4. Calendrier de l'histoire de la Terre
• Trois stratigraphies
Établir le calendrier de l'histoire de la planète Terre, c'est proposer un découpage conventionnel de cette histoire continue. En fonction de l'âge des roches étudiées, la nature de l'information stratigraphique diffère. Ainsi, des deux approches univoques, la géochronologie stratigraphique est cardinale et constitue pratiquement la seule approche disponible pour établir la chronologie des dépôts antérieurs aux fossiles à squelette (avant 540 Ma), tandis que la biostratigraphie est cardinale pour la chronologie des temps phanérozoïques. Ces temps fossilifères sont représentés, du plus ancien au plus récent, par le Primaire ou Paléozoïque, le Secondaire ou Mésozoïque, le Tertiaire ou Cénozoïque et le Quaternaire, cette dernière unité faisant l'objet de vives discussions concernant sa position, voire même sa nécessité (cf. encadré Débats autour du Quaternaire). Les autres approches sont plus rarement utilisables ou plus coûteuses à mettre en œuvre. Par ailleurs, pour les derniers cinq millions d'années (comprenant le Pliocène, ainsi que le Pléistocène et l'Holocène – ces deux dernières unités constituant classiquement le Quaternaire), il est communément possible d'appliquer toute une variété d'approches, chacune livrant une information largement suffisante pour une chronologie précise, ce qui permet, au moins pour le Quaternaire, de s'affranchir des unités conventionnelles relatives, lesquelles ne se justifient plus que pour des désignations régionales (Gélasien, Pliocène, Villafranchien...).
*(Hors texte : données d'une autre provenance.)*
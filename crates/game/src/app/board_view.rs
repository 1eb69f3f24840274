use std::fmt::Write as _;

use engine::{
    names, Direction, EntityDelta, EntityRef, EntityState, GridPos, GridState, Layer, TradeSession,
    TurnReport,
};

/// Plain-text stand-in for the renderer. Rows run from the highest `y`
/// down so "up" points up on screen.
pub(crate) fn render_board(grid: &GridState) -> String {
    let Some((min_x, max_x, min_y, max_y)) = bounds(grid) else {
        return "(empty)\n".to_string();
    };
    let mut out = String::new();
    for y in (min_y..=max_y).rev() {
        for x in min_x..=max_x {
            let top = grid.states_at(GridPos::new(x, y)).last();
            out.push(top.map_or('.', glyph));
        }
        out.push('\n');
    }
    out
}

fn bounds(grid: &GridState) -> Option<(i32, i32, i32, i32)> {
    grid.iter().fold(None, |acc, state| {
        let pos = state.position();
        Some(match acc {
            None => (pos.x, pos.x, pos.y, pos.y),
            Some((min_x, max_x, min_y, max_y)) => (
                min_x.min(pos.x),
                max_x.max(pos.x),
                min_y.min(pos.y),
                max_y.max(pos.y),
            ),
        })
    })
}

fn glyph(state: &EntityState) -> char {
    let has = |name| state.has_attribute(name);
    if has(names::PLAYER) {
        '@'
    } else if has(names::BURNING) {
        '*'
    } else if has(names::WIN) {
        'W'
    } else if has(names::PORTAL_A) {
        'A'
    } else if has(names::PORTAL_B) {
        'B'
    } else if has(names::MOVING_HORIZONTALLY) || has(names::MOVING_VERTICALLY) {
        match state.velocity() {
            Some(Direction::Up) => '^',
            Some(Direction::Down) => 'v',
            Some(Direction::Left) => '<',
            Some(Direction::Right) => '>',
            None => 'm',
        }
    } else if has(names::BREAKABLE) {
        '%'
    } else if has(names::PUSHABLE) || has(names::MOVABLE) {
        'o'
    } else if has(names::FLAMMABLE) {
        '"'
    } else if state.layer() == Layer::Objects {
        '#'
    } else {
        ','
    }
}

pub(crate) fn entity_label(entity: EntityRef, entity_names: &[String]) -> String {
    let name = usize::try_from(entity.0)
        .ok()
        .and_then(|index| entity_names.get(index))
        .map_or("?", String::as_str);
    format!("{name}{entity}")
}

pub(crate) fn describe_delta(delta: &EntityDelta, entity_names: &[String]) -> String {
    let label = entity_label(delta.entity(), entity_names);
    match delta {
        EntityDelta::Moved { from, to, .. } => format!("{label} moved {from} -> {to}"),
        EntityDelta::Appeared { at, layer, .. } => format!("{label} appeared at {at} on {layer}"),
        EntityDelta::Disappeared { at, layer, .. } => {
            format!("{label} disappeared from {at} on {layer}")
        }
        EntityDelta::AttributesChanged { added, removed, .. } => {
            let mut text = label;
            if !added.is_empty() {
                let _ = write!(text, " +[{}]", added.join(", "));
            }
            if !removed.is_empty() {
                let _ = write!(text, " -[{}]", removed.join(", "));
            }
            text
        }
        EntityDelta::VelocityChanged { to, .. } => match to {
            Some(direction) => format!("{label} now heading {direction}"),
            None => format!("{label} stopped"),
        },
    }
}

pub(crate) fn describe_report(report: &TurnReport, entity_names: &[String]) -> String {
    let mut out = format!("turn {}", report.turn);
    if report.player_blocked {
        out.push_str(" (blocked)");
    }
    out.push('\n');
    for delta in &report.deltas {
        let _ = writeln!(out, "  {}", describe_delta(delta, entity_names));
    }
    if report.level_complete {
        out.push_str("level complete!\n");
    }
    if report.player_lost {
        out.push_str("the player is gone; undo to continue\n");
    }
    out
}

pub(crate) fn describe_trade(session: &TradeSession, entity_names: &[String]) -> String {
    let mut out = String::new();
    for state in [session.first(), session.second()] {
        let attributes = state
            .attributes()
            .iter()
            .map(|attribute| {
                if attribute.is_tradeable() {
                    attribute.name().to_string()
                } else {
                    format!("({})", attribute.name())
                }
            })
            .collect::<Vec<_>>();
        let _ = writeln!(
            out,
            "{}: {}",
            entity_label(state.entity(), entity_names),
            attributes.join(", ")
        );
        for attribute in state.attributes() {
            if !attribute.description().is_empty() {
                let _ = writeln!(out, "    {}: {}", attribute.name(), attribute.description());
            }
        }
    }
    out
}

#[cfg(test)]
mod tests {
    use super::*;
    use engine::{Attribute, AttributeCatalog, Level, RulesConfig};

    fn state(id: u64, x: i32, y: i32, layer: Layer, attributes: &[&str]) -> EntityState {
        EntityState::new(
            EntityRef(id),
            GridPos::new(x, y),
            layer,
            None,
            attributes.iter().map(|name| Attribute::new(*name)),
        )
    }

    #[test]
    fn board_draws_top_layer_with_up_on_top() {
        let grid = GridState::from_entities(vec![
            state(0, 0, 0, Layer::Objects, &[names::PLAYER]),
            state(1, 2, 0, Layer::Objects, &[names::PUSHABLE]),
            state(2, 2, 0, Layer::Ground, &[]),
            state(3, 1, 1, Layer::Ground, &[names::WIN]),
            state(4, 0, 1, Layer::Objects, &[]),
        ])
        .expect("grid");
        assert_eq!(render_board(&grid), "#W.\n@.o\n");
        assert_eq!(render_board(&GridState::new()), "(empty)\n");
    }

    #[test]
    fn deltas_are_labelled_with_entity_names() {
        let labels = vec!["hero".to_string(), "log".to_string()];
        let moved = EntityDelta::Moved {
            entity: EntityRef(0),
            from: GridPos::new(0, 0),
            to: GridPos::new(0, 1),
            layer: Layer::Objects,
        };
        assert_eq!(describe_delta(&moved, &labels), "hero#0 moved (0, 0) -> (0, 1)");
        let ignited = EntityDelta::AttributesChanged {
            entity: EntityRef(1),
            added: vec![names::BURNING.to_string()],
            removed: Vec::new(),
        };
        assert_eq!(describe_delta(&ignited, &labels), "log#1 +[Burning]");
        assert_eq!(entity_label(EntityRef(9), &labels), "?#9");
    }

    #[test]
    fn trade_lists_attributes_with_descriptions() {
        let pushable = Attribute::with_flags(names::PUSHABLE, false, true, "can be shoved");
        let win = Attribute::with_flags(names::WIN, true, true, "");
        let level = Level::new(
            vec![
                EntityState::new(
                    EntityRef(0),
                    GridPos::new(0, 0),
                    Layer::Objects,
                    None,
                    [Attribute::new(names::PLAYER), pushable],
                ),
                EntityState::new(
                    EntityRef(1),
                    GridPos::new(1, 0),
                    Layer::Objects,
                    None,
                    [win],
                ),
            ],
            AttributeCatalog::new(),
            RulesConfig::default(),
        )
        .expect("level");
        let session = level
            .begin_trade(EntityRef(0), EntityRef(1))
            .expect("session");
        let labels = vec!["hero".to_string(), "flag".to_string()];
        assert_eq!(
            describe_trade(&session, &labels),
            "hero#0: Player, Pushable\n    Pushable: can be shoved\nflag#1: (Win)\n"
        );
    }
}
//! ParcelRoute Validation Core
//!
//! Proof-of-delivery validation primitives and their durable store.
//!
//! # Architecture
//!
//! - **Code lifecycle**: 6-digit codes generated, bound to one delivery,
//!   consumed exactly once
//! - **Attempt ledger**: Append-only record of every validation attempt
//! - **Sliding-window lockout**: Derived from the attempt ledger, no stored
//!   unlock state
//! - **Atomic settlement**: Code, delivery, and wallet rows commit in one
//!   RocksDB write batch
//!
//! # Invariants
//!
//! - Single consumption: a code settles at most one delivery, ever
//! - Conservation: every commission credit traces to exactly one settlement
//! - Attempts are never updated or deleted except by retention purge

#![forbid(unsafe_code)]
#![warn(
    missing_docs,
    rust_2018_idioms,
    missing_debug_implementations,
    clippy::all
)]

pub mod clock;
pub mod codegen;
pub mod config;
pub mod error;
pub mod lockout;
pub mod metrics;
pub mod storage;
pub mod store;
pub mod types;

// Re-exports
pub use clock::{Clock, SystemClock};
pub use codegen::CodeGenerator;
pub use config::Config;
pub use error::{Error, Result};
pub use lockout::{LockoutDecision, LockoutPolicy};
pub use metrics::Metrics;
pub use storage::Storage;
pub use store::{
    AttemptLedger, CodeStore, DeliveryStore, SettlementCommit, SettlementStore, WalletLedger,
};
pub use types::{
    ActorId, Delivery, DeliveryStatus, LedgerCredit, Role, ValidationAttempt, ValidationCode,
};
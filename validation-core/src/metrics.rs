//! Metrics collection for observability
//!
//! Prometheus metrics for the validation engine:
//!
//! - `validation_codes_generated_total` - Codes successfully generated
//! - `validation_generation_exhausted_total` - Generation give-ups
//! - `validation_attempts_total` - Validation attempts processed
//! - `validation_failures_total` - Attempts that did not settle
//! - `validation_lockouts_total` - Attempts rejected by the lockout window
//! - `validation_settlements_total` - Settlements committed
//! - `validation_commission_paid_total` - Commission paid out (sum)
//! - `validation_codes_swept_total` - Expired codes reclaimed
//!
//! All metrics live on a private registry so multiple engines (tests) can
//! coexist in one process.

use prometheus::{Counter, IntCounter, Registry};
use std::sync::Arc;

/// Metrics collector
#[derive(Clone)]
pub struct Metrics {
    /// Codes successfully generated
    pub codes_generated: IntCounter,

    /// Generation give-ups after the draw budget
    pub generation_exhausted: IntCounter,

    /// Validation attempts processed
    pub attempts: IntCounter,

    /// Attempts that did not settle
    pub failures: IntCounter,

    /// Attempts rejected by the lockout window
    pub lockouts: IntCounter,

    /// Settlements committed
    pub settlements: IntCounter,

    /// Commission paid out (running sum)
    pub commission_paid: Counter,

    /// Expired codes reclaimed by the sweeper
    pub codes_swept: IntCounter,

    /// Prometheus registry
    pub registry: Arc<Registry>,
}

impl Metrics {
    /// Create new metrics collector
    pub fn new() -> prometheus::Result<Self> {
        let registry = Arc::new(Registry::new());

        let codes_generated = IntCounter::new(
            "validation_codes_generated_total",
            "Codes successfully generated",
        )?;
        registry.register(Box::new(codes_generated.clone()))?;

        let generation_exhausted = IntCounter::new(
            "validation_generation_exhausted_total",
            "Generation give-ups after the draw budget",
        )?;
        registry.register(Box::new(generation_exhausted.clone()))?;

        let attempts = IntCounter::new(
            "validation_attempts_total",
            "Validation attempts processed",
        )?;
        registry.register(Box::new(attempts.clone()))?;

        let failures = IntCounter::new(
            "validation_failures_total",
            "Attempts that did not settle",
        )?;
        registry.register(Box::new(failures.clone()))?;

        let lockouts = IntCounter::new(
            "validation_lockouts_total",
            "Attempts rejected by the lockout window",
        )?;
        registry.register(Box::new(lockouts.clone()))?;

        let settlements = IntCounter::new(
            "validation_settlements_total",
            "Settlements committed",
        )?;
        registry.register(Box::new(settlements.clone()))?;

        let commission_paid = Counter::new(
            "validation_commission_paid_total",
            "Commission paid out",
        )?;
        registry.register(Box::new(commission_paid.clone()))?;

        let codes_swept = IntCounter::new(
            "validation_codes_swept_total",
            "Expired codes reclaimed by the sweeper",
        )?;
        registry.register(Box::new(codes_swept.clone()))?;

        Ok(Self {
            codes_generated,
            generation_exhausted,
            attempts,
            failures,
            lockouts,
            settlements,
            commission_paid,
            codes_swept,
            registry,
        })
    }

    /// Record a generated code
    pub fn record_code_generated(&self) {
        self.codes_generated.inc();
    }

    /// Record a generation give-up
    pub fn record_generation_exhausted(&self) {
        self.generation_exhausted.inc();
    }

    /// Record one validation attempt and its outcome
    pub fn record_attempt(&self, success: bool) {
        self.attempts.inc();
        if !success {
            self.failures.inc();
        }
    }

    /// Record a lockout rejection
    pub fn record_lockout(&self) {
        self.lockouts.inc();
    }

    /// Record a committed settlement and the commission paid
    pub fn record_settlement(&self, commission: f64) {
        self.settlements.inc();
        self.commission_paid.inc_by(commission);
    }

    /// Record swept codes
    pub fn record_swept(&self, count: u64) {
        self.codes_swept.inc_by(count);
    }

    /// Get metrics registry
    pub fn registry(&self) -> &Registry {
        &self.registry
    }
}
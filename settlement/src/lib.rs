//! ParcelRoute Settlement
//!
//! Turns a correct proof-of-delivery code into an irreversible settlement:
//! delivery status transition, courier commission, notifications, and a
//! tamper-evident audit entry, all anchored on one atomic store commit.
//!
//! # Architecture
//!
//! - **Coordinator**: fixed-order precondition checks, then one atomic
//!   commit; racing confirmations resolve to exactly one winner
//! - **Lockout gate**: sliding-window rate limit derived from the attempt
//!   ledger
//! - **Best-effort periphery**: notifications and audit never roll back a
//!   committed settlement
//! - **Sweeper**: periodic reclamation of lapsed codes and stale attempts

#![forbid(unsafe_code)]
#![warn(
    missing_docs,
    rust_2018_idioms,
    missing_debug_implementations,
    clippy::all
)]

pub mod audit;
pub mod config;
pub mod engine;
pub mod error;
pub mod notify;
pub mod stats;
pub mod sweeper;
pub mod types;

// Re-exports
pub use config::EngineConfig;
pub use engine::SettlementEngine;
pub use error::{Error, Result};
pub use sweeper::MaintenanceSweeper;
pub use types::{
    CodeInfo, CodeStats, IssuedCode, SettlementOutcome, StatsPeriod, SweepReport,
    ValidationRequest,
};
//! Core types for the validation engine
//!
//! All types are designed for:
//! - Deterministic serialization (bincode; JSON where rows carry opaque payloads)
//! - Exact arithmetic (Decimal for money)
//! - Time-derived expiry (no mutation needed for a code to lapse)

use chrono::{DateTime, Utc};
use rust_decimal::Decimal;
use serde::{Deserialize, Serialize};
use std::collections::HashMap;
use std::fmt;
use uuid::Uuid;

/// Metadata key marking a code as administratively revoked.
///
/// Revocation forces `is_used = true` like normal consumption, but carries
/// this marker so reporting can tell the two apart.
pub const REVOKED_KEY: &str = "revoked";

/// Metadata key recording which administrator revoked a code.
pub const REVOKED_BY_KEY: &str = "revoked_by";

/// Actor identifier (user id from the identity provider)
#[derive(Debug, Clone, PartialEq, Eq, Hash, Serialize, Deserialize)]
pub struct ActorId(String);

impl ActorId {
    /// Create new actor ID
    pub fn new(id: impl Into<String>) -> Self {
        Self(id.into())
    }

    /// Get as string
    pub fn as_str(&self) -> &str {
        &self.0
    }
}

impl fmt::Display for ActorId {
    fn fmt(&self, f: &mut fmt::Formatter<'_>) -> fmt::Result {
        write!(f, "{}", self.0)
    }
}

/// Role of the acting principal, resolved by the identity provider
#[derive(Debug, Clone, Copy, PartialEq, Eq, Serialize, Deserialize)]
#[serde(rename_all = "lowercase")]
pub enum Role {
    /// Client who posted the announcement
    Client,
    /// Courier assigned to the delivery
    Courier,
    /// Platform administrator
    Admin,
}

/// Delivery lifecycle status
///
/// This engine reads `InTransit` as its precondition and writes only the two
/// terminal-success states. The remaining states belong to the surrounding
/// delivery subsystem.
#[derive(Debug, Clone, Copy, PartialEq, Eq, Serialize, Deserialize)]
#[repr(u8)]
pub enum DeliveryStatus {
    /// Announcement matched, not yet accepted
    Pending = 1,
    /// Courier accepted the delivery
    Accepted = 2,
    /// Package picked up, en route
    InTransit = 3,
    /// Hand-off confirmed (terminal)
    Delivered = 4,
    /// Hand-off confirmed with reported issues (terminal)
    DeliveredWithIssues = 5,
    /// Cancelled before completion
    Cancelled = 6,
    /// Under dispute
    Disputed = 7,
}

impl DeliveryStatus {
    /// Check if status is a terminal success state
    pub fn is_settled(&self) -> bool {
        matches!(
            self,
            DeliveryStatus::Delivered | DeliveryStatus::DeliveredWithIssues
        )
    }
}

impl fmt::Display for DeliveryStatus {
    fn fmt(&self, f: &mut fmt::Formatter<'_>) -> fmt::Result {
        let name = match self {
            DeliveryStatus::Pending => "PENDING",
            DeliveryStatus::Accepted => "ACCEPTED",
            DeliveryStatus::InTransit => "IN_TRANSIT",
            DeliveryStatus::Delivered => "DELIVERED",
            DeliveryStatus::DeliveredWithIssues => "DELIVERED_WITH_ISSUES",
            DeliveryStatus::Cancelled => "CANCELLED",
            DeliveryStatus::Disputed => "DISPUTED",
        };
        write!(f, "{}", name)
    }
}

/// One-time validation code bound to a delivery
#[derive(Debug, Clone, Serialize, Deserialize)]
pub struct ValidationCode {
    /// Unique code row ID
    pub code_id: Uuid,

    /// The 6-digit code value (the shared secret)
    pub code: String,

    /// Delivery this code proves
    pub delivery_id: Uuid,

    /// Announcement the delivery fulfils
    pub announcement_id: Uuid,

    /// Consumed flag (monotonic: never reverts once set)
    pub is_used: bool,

    /// Creation timestamp
    pub created_at: DateTime<Utc>,

    /// Expiry timestamp (expiry is time-derived, the row is not mutated)
    pub expires_at: DateTime<Utc>,

    /// When the code was consumed
    pub used_at: Option<DateTime<Utc>>,

    /// Who presented the code
    pub used_by: Option<ActorId>,

    /// Free-form generation/revocation context
    #[serde(default)]
    pub metadata: HashMap<String, String>,
}

impl ValidationCode {
    /// Check whether the code has lapsed at `now`
    pub fn is_expired(&self, now: DateTime<Utc>) -> bool {
        self.expires_at <= now
    }

    /// Check whether the code can still be consumed at `now`
    pub fn is_active(&self, now: DateTime<Utc>) -> bool {
        !self.is_used && !self.is_expired(now)
    }

    /// Check whether the code was administratively revoked
    pub fn is_revoked(&self) -> bool {
        self.metadata.contains_key(REVOKED_KEY)
    }
}

/// One validation attempt, successful or not
///
/// Append-only. Rows are never updated; deletion happens only through the
/// bulk maintenance purge after the retention window.
#[derive(Debug, Clone, Serialize, Deserialize)]
pub struct ValidationAttempt {
    /// Unique attempt ID (UUIDv7 for time-ordering)
    pub attempt_id: Uuid,

    /// Delivery the attempt targeted
    pub delivery_id: Uuid,

    /// The code value presented
    pub attempted_code: String,

    /// Whether the attempt settled the delivery
    pub success: bool,

    /// When the attempt was made
    pub attempted_at: DateTime<Utc>,

    /// Who made the attempt
    pub attempted_by: ActorId,
}

/// Delivery row (owned by the delivery subsystem)
///
/// This engine mutates only `status`, `validated_at`, `completed_at`,
/// `proof` and `issues`; everything else is read-only here.
#[derive(Debug, Clone, Serialize, Deserialize)]
pub struct Delivery {
    /// Unique delivery ID
    pub delivery_id: Uuid,

    /// Announcement being fulfilled
    pub announcement_id: Uuid,

    /// Owning client
    pub client: ActorId,

    /// Assigned courier
    pub courier: ActorId,

    /// Current lifecycle status
    pub status: DeliveryStatus,

    /// Agreed delivery price (exact decimal)
    pub price: Decimal,

    /// When the validation code was accepted
    pub validated_at: Option<DateTime<Utc>>,

    /// When the delivery completed
    pub completed_at: Option<DateTime<Utc>>,

    /// Opaque proof-of-delivery payload, passed through uninterpreted
    pub proof: Option<serde_json::Value>,

    /// Opaque issue reports, passed through uninterpreted
    #[serde(default)]
    pub issues: Vec<serde_json::Value>,
}

/// Commission credit against a courier's wallet
#[derive(Debug, Clone, Serialize, Deserialize)]
pub struct LedgerCredit {
    /// Unique credit ID
    pub credit_id: Uuid,

    /// Courier receiving the commission
    pub beneficiary: ActorId,

    /// Delivery that earned it
    pub delivery_id: Uuid,

    /// Credited amount (already rounded to 2 decimal places)
    pub amount: Decimal,

    /// When the credit was recorded
    pub credited_at: DateTime<Utc>,
}

/// Canonical code normalization, applied once at the engine boundary.
///
/// Codes are pure digits, so trimming surrounding whitespace is the only
/// meaningful normalization; comparison stays exact on the digit string.
pub fn normalize_code(raw: &str) -> String {
    raw.trim().to_string()
}
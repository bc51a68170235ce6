//! Storage layer using RocksDB
//!
//! # Column Families
//!
//! - `codes` - Validation code rows (key: code_id)
//! - `code_index` - Active/latest code value → code_id
//! - `delivery_index` - delivery_id → code_id
//! - `attempts` - Append-only attempt log (key: delivery_id || attempt_id)
//! - `deliveries` - Delivery rows, stored as JSON (key: delivery_id)
//! - `credits` - Commission credits (key: beneficiary || '|' || credit_id)
//! - `wallets` - Running total earnings (key: beneficiary)
//!
//! Delivery rows carry opaque `serde_json::Value` payloads (proof/issues),
//! which a non-self-describing format cannot round-trip, so they are stored
//! as JSON; every other row is bincode.
//!
//! The settlement commit is one `WriteBatch` guarded by a per-delivery lock:
//! the `is_used` transition only succeeds if the row is still unused when
//! the batch is built, so of two racing validations exactly one commits.

use crate::{
    config::Config,
    error::{Error, Result},
    store::{
        AttemptLedger, CodeStore, DeliveryStore, SettlementCommit, SettlementStore, WalletLedger,
    },
    types::{
        ActorId, Delivery, DeliveryStatus, LedgerCredit, ValidationAttempt, ValidationCode,
        REVOKED_BY_KEY, REVOKED_KEY,
    },
};
use chrono::{DateTime, Duration, Utc};
use dashmap::DashMap;
use parking_lot::Mutex;
use rocksdb::{ColumnFamily, ColumnFamilyDescriptor, Direction, IteratorMode, Options, WriteBatch, DB};
use rust_decimal::Decimal;
use std::sync::Arc;
use uuid::Uuid;

/// Column family names
const CF_CODES: &str = "codes";
const CF_CODE_INDEX: &str = "code_index";
const CF_DELIVERY_INDEX: &str = "delivery_index";
const CF_ATTEMPTS: &str = "attempts";
const CF_DELIVERIES: &str = "deliveries";
const CF_CREDITS: &str = "credits";
const CF_WALLETS: &str = "wallets";

/// Storage wrapper for RocksDB
pub struct Storage {
    db: Arc<DB>,

    /// Serializes inserts so the active-value uniqueness check holds
    insert_lock: Mutex<()>,

    /// Per-delivery commit locks; makes the used-flag transition conditional
    settle_locks: DashMap<Uuid, Arc<Mutex<()>>>,
}
//! Error types for the settlement engine

use chrono::{DateTime, Utc};
use thiserror::Error;
use uuid::Uuid;

/// Result type for settlement operations
pub type Result<T> = std::result::Result<T, Error>;

/// Settlement errors
#[derive(Error, Debug)]
pub enum Error {
    /// Actor is not allowed to perform this operation
    #[error("Actor {actor} is not authorized for delivery {delivery_id}")]
    Authorization {
        /// Rejected actor
        actor: String,
        /// Delivery they targeted
        delivery_id: Uuid,
    },

    /// Referenced entity does not exist
    #[error("Not found: {0}")]
    NotFound(String),

    /// Delivery is not in a state that admits this operation
    #[error("Delivery {delivery_id} is in status {status}")]
    Conflict {
        /// Delivery in conflict
        delivery_id: Uuid,
        /// Its current status
        status: String,
    },

    /// Too many failed attempts inside the lockout window
    #[error("Too many failed attempts; locked until {window_end}")]
    RateLimited {
        /// When the oldest in-window failure ages out
        window_end: DateTime<Utc>,
    },

    /// Presented code did not match, was expired, or was already consumed
    #[error("Invalid validation code ({remaining} attempts remaining)")]
    InvalidCode {
        /// Attempts left before lockout
        remaining: u32,
    },

    /// Code generation gave up after its draw budget
    #[error("Code generation exhausted after {attempts} attempts")]
    GenerationExhausted {
        /// Draws consumed
        attempts: u32,
    },

    /// Store-level failure during an atomic commit
    #[error("Transaction error: {0}")]
    Transaction(String),

    /// Invalid configuration
    #[error("Invalid configuration: {0}")]
    Config(String),

    /// IO error
    #[error("IO error: {0}")]
    Io(#[from] std::io::Error),

    /// Generic error
    #[error("{0}")]
    Other(String),
}

impl From<validation_core::Error> for Error {
    fn from(e: validation_core::Error) -> Self {
        use validation_core::Error as Core;
        match e {
            Core::DeliveryNotFound(id) => Error::NotFound(format!("delivery {}", id)),
            Core::CodeNotFound(id) => Error::NotFound(format!("code {}", id)),
            Core::GenerationExhausted { attempts } => Error::GenerationExhausted { attempts },
            Core::StatusConflict {
                delivery_id,
                status,
            } => Error::Conflict {
                delivery_id,
                status: status.to_string(),
            },
            Core::Config(msg) => Error::Config(msg),
            other => Error::Transaction(other.to_string()),
        }
    }
}

impl From<String> for Error {
    fn from(msg: String) -> Self {
        Error::Other(msg)
    }
}

impl From<&str> for Error {
    fn from(msg: &str) -> Self {
        Error::Other(msg.to_string())
    }
}
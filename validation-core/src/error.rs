//! Error types for the validation core

use crate::types::DeliveryStatus;
use thiserror::Error;
use uuid::Uuid;

/// Result type for validation-core operations
pub type Result<T> = std::result::Result<T, Error>;

/// Validation-core errors
#[derive(Error, Debug)]
pub enum Error {
    /// Storage error (RocksDB)
    #[error("Storage error: {0}")]
    Storage(String),

    /// Serialization error
    #[error("Serialization error: {0}")]
    Serialization(#[from] bincode::Error),

    /// JSON serialization error (delivery rows)
    #[error("JSON error: {0}")]
    Json(#[from] serde_json::Error),

    /// Code row not found
    #[error("Code not found: {0}")]
    CodeNotFound(String),

    /// Delivery row not found
    #[error("Delivery not found: {0}")]
    DeliveryNotFound(String),

    /// Another active code already carries this value
    #[error("Duplicate active code value")]
    DuplicateCode,

    /// Code was consumed (or revoked) before the commit could apply
    #[error("Code already consumed: {0}")]
    CodeConsumed(Uuid),

    /// Delivery left the required state before the commit could apply
    #[error("Delivery {delivery_id} is {status}, settlement requires IN_TRANSIT")]
    StatusConflict {
        /// Delivery whose state changed under us
        delivery_id: Uuid,
        /// Status observed at commit time
        status: DeliveryStatus,
    },

    /// Generator could not find a structurally valid unique code
    #[error("Code generation exhausted after {attempts} draws")]
    GenerationExhausted {
        /// Number of draws consumed
        attempts: u32,
    },

    /// Configuration error
    #[error("Configuration error: {0}")]
    Config(String),

    /// IO error
    #[error("IO error: {0}")]
    Io(#[from] std::io::Error),

    /// Generic error
    #[error("{0}")]
    Other(String),
}

impl From<rocksdb::Error> for Error {
    fn from(err: rocksdb::Error) -> Self {
        Error::Storage(err.to_string())
    }
}

impl From<String> for Error {
    fn from(msg: String) -> Self {
        Error::Other(msg)
    }
}

impl From<&str> for Error {
    fn from(msg: &str) -> Self {
        Error::Other(msg.to_string())
    }
}
//! Clock abstraction
//!
//! Expiry and lockout decisions are pure functions of time, so the engine
//! takes its clock as an injected dependency. Production uses [`SystemClock`];
//! tests use [`ManualClock`] to step through expiry and lockout windows
//! without sleeping.

use chrono::{DateTime, Duration, Utc};
use parking_lot::Mutex;

/// Source of the current time
pub trait Clock: Send + Sync {
    /// Current instant
    fn now(&self) -> DateTime<Utc>;
}

/// Wall-clock time
#[derive(Debug, Clone, Copy, Default)]
pub struct SystemClock;

impl Clock for SystemClock {
    fn now(&self) -> DateTime<Utc> {
        Utc::now()
    }
}

/// Manually controlled clock for tests
#[derive(Debug)]
pub struct ManualClock {
    now: Mutex<DateTime<Utc>>,
}

impl ManualClock {
    /// Create a clock frozen at `start`
    pub fn new(start: DateTime<Utc>) -> Self {
        Self {
            now: Mutex::new(start),
        }
    }

    /// Move the clock forward
    pub fn advance(&self, by: Duration) {
        let mut now = self.now.lock();
        *now = *now + by;
    }

    /// Set the clock to an absolute instant
    pub fn set(&self, to: DateTime<Utc>) {
        *self.now.lock() = to;
    }
}

impl Clock for ManualClock {
    fn now(&self) -> DateTime<Utc> {
        *self.now.lock()
    }
}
Il découle de ces constatations que trois stratigraphies se succèdent au cours du temps. Pour les temps précambriens (Hadéen, Archéen et Protérozoïque), c'est-à-dire antérieurs à quelque 540 Ma, l'affaire est simple : les unités conventionnelles admises aujourd'hui sont limitées par des âges numériques choisis de telle sorte qu'ils correspondent à des intervalles pendant lesquels des phénomènes géologiques particuliers ont été repérés. Pour les temps récents (de — 5 Ma à aujourd'hui), les conventions sont largement superflues puisque chaque approche est susceptible de livrer des successions d'événements géologiques et, donc, des échelles correspondantes qui sont des faits d'observation. Entre les deux (de — 540 Ma à — 5 Ma), un calendrier conventionnel, en révision depuis les années 1980, est en cours d'achèvement. Celui-ci est fondé sur quelques principes évoqués ci-après.